Using the records below, repeat exactly the lines from the one holding "and selecting a" through the one holding "async fn stream_response(&self, conversation_id: &str)", both ends included, and no others.
[DATA LISTING — start]
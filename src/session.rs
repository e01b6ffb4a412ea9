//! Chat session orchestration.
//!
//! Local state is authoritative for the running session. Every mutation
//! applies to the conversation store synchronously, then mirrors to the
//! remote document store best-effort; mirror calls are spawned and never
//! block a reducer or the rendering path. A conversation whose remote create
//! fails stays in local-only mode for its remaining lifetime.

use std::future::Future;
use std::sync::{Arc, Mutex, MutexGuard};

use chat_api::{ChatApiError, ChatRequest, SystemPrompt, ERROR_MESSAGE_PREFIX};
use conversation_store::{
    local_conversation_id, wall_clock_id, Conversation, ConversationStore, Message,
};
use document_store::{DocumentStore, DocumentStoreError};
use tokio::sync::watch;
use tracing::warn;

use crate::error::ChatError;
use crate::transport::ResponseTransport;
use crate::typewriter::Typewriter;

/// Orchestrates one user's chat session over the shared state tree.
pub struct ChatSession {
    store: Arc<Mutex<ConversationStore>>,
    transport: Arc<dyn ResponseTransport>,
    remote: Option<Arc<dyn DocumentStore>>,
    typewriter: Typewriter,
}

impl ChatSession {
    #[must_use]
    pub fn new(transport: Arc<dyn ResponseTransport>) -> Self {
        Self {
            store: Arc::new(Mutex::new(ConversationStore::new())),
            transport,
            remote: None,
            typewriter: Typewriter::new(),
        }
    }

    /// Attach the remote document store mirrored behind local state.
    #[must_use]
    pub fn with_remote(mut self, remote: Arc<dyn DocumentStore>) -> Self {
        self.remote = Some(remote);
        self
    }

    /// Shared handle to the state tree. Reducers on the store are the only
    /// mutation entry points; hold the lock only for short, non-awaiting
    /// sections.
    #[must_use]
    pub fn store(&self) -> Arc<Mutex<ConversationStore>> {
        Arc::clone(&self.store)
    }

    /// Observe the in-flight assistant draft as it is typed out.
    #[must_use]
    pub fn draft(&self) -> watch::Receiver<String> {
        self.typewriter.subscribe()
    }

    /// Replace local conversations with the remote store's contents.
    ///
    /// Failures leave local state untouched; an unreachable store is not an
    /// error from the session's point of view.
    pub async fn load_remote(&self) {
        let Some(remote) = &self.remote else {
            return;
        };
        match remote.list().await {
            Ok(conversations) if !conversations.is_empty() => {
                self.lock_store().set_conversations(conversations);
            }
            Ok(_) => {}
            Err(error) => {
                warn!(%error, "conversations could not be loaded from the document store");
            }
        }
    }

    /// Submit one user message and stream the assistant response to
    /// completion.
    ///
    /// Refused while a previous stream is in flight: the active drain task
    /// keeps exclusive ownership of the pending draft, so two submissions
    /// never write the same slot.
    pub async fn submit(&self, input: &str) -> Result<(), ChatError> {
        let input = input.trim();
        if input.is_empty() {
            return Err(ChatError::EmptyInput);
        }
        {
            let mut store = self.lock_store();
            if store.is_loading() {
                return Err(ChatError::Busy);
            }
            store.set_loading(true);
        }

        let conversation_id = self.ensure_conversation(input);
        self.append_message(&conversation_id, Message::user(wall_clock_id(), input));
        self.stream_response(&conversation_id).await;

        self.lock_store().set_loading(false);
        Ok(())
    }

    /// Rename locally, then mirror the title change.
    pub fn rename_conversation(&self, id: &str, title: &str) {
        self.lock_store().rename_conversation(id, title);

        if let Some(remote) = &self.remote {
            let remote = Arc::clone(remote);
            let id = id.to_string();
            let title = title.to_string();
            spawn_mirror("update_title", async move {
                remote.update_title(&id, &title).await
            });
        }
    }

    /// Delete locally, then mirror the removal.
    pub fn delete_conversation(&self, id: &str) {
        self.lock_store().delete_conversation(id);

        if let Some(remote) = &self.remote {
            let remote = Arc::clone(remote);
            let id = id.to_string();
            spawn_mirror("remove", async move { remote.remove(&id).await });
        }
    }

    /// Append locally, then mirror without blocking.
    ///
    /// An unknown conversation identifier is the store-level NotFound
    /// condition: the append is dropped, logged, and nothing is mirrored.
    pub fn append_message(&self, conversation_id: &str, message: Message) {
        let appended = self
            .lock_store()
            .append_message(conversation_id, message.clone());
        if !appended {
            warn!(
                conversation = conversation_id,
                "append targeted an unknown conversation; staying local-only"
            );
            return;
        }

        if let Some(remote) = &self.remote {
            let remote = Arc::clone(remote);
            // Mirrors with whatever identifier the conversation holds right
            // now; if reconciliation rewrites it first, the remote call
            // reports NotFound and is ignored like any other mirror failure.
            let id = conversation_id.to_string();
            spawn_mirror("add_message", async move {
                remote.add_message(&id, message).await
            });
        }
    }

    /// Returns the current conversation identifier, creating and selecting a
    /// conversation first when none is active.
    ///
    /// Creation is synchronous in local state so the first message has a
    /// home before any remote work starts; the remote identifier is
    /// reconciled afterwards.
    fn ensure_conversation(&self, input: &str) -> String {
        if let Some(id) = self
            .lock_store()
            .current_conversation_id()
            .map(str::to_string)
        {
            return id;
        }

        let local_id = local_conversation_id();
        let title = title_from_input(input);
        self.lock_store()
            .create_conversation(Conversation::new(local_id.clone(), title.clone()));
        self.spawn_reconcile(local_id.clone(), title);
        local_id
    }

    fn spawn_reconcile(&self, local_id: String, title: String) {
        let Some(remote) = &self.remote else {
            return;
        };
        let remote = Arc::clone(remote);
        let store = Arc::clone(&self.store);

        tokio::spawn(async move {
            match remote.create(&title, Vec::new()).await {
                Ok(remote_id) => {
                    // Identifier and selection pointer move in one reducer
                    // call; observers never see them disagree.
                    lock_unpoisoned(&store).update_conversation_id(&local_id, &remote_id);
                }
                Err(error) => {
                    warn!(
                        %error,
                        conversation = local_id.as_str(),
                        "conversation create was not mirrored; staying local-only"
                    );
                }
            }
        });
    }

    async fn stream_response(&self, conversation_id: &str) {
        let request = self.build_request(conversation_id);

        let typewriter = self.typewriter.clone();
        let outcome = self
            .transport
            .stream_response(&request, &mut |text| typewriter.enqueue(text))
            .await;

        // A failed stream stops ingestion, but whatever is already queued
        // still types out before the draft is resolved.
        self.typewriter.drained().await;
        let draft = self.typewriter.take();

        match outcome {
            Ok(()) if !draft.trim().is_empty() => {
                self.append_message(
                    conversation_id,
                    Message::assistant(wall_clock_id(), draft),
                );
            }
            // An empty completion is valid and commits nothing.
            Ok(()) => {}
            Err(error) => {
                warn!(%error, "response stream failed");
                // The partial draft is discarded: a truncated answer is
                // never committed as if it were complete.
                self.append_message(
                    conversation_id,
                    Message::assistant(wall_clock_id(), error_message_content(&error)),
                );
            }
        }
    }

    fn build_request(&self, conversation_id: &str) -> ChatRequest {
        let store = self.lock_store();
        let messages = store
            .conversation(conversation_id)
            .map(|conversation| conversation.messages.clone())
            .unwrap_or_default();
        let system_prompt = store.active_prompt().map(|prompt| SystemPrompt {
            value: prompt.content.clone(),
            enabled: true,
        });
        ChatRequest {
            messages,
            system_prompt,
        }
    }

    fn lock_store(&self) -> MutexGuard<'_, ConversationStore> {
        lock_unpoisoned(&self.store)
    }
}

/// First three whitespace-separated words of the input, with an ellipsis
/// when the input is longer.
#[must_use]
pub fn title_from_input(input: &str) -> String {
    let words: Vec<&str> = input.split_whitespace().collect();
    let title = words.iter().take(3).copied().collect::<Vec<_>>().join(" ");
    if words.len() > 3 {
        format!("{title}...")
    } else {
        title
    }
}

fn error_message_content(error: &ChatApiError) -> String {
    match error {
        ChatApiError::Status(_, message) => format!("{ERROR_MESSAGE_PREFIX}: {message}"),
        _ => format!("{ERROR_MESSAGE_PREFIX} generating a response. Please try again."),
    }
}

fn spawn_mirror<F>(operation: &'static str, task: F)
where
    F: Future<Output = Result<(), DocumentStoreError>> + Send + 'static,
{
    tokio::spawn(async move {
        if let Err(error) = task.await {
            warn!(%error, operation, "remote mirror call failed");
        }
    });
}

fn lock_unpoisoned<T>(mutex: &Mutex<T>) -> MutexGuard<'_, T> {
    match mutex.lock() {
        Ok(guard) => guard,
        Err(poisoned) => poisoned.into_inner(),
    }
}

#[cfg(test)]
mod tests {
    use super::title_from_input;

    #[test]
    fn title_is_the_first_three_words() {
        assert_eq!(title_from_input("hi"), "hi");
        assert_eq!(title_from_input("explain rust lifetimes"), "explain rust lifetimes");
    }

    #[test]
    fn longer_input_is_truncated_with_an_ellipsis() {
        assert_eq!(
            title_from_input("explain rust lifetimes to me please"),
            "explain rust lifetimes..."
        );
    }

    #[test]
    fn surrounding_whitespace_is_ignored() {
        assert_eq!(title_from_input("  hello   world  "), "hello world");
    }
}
[DATA LISTING — finish]
*EXERCISE RESULT*.
    /// Returns the current conversation identifier, creating and selecting a
    /// conversation first when none is active.
    ///
    /// Creation is synchronous in local state so the first message has a
    /// home before any remote work starts; the remote identifier is
    /// reconciled afterwards.
    fn ensure_conversation(&self, input: &str) -> String {
        if let Some(id) = self
            .lock_store()
            .current_conversation_id()
            .map(str::to_string)
        {
            return id;
        }

        let local_id = local_conversation_id();
        let title = title_from_input(input);
        self.lock_store()
            .create_conversation(Conversation::new(local_id.clone(), title.clone()));
        self.spawn_reconcile(local_id.clone(), title);
        local_id
    }

    fn spawn_reconcile(&self, local_id: String, title: String) {
        let Some(remote) = &self.remote else {
            return;
        };
        let remote = Arc::clone(remote);
        let store = Arc::clone(&self.store);

        tokio::spawn(async move {
            match remote.create(&title, Vec::new()).await {
                Ok(remote_id) => {
                    // Identifier and selection pointer move in one reducer
                    // call; observers never see them disagree.
                    lock_unpoisoned(&store).update_conversation_id(&local_id, &remote_id);
                }
                Err(error) => {
                    warn!(
                        %error,
                        conversation = local_id.as_str(),
                        "conversation create was not mirrored; staying local-only"
                    );
                }
            }
        });
    }

    async fn stream_response(&self, conversation_id: &str) {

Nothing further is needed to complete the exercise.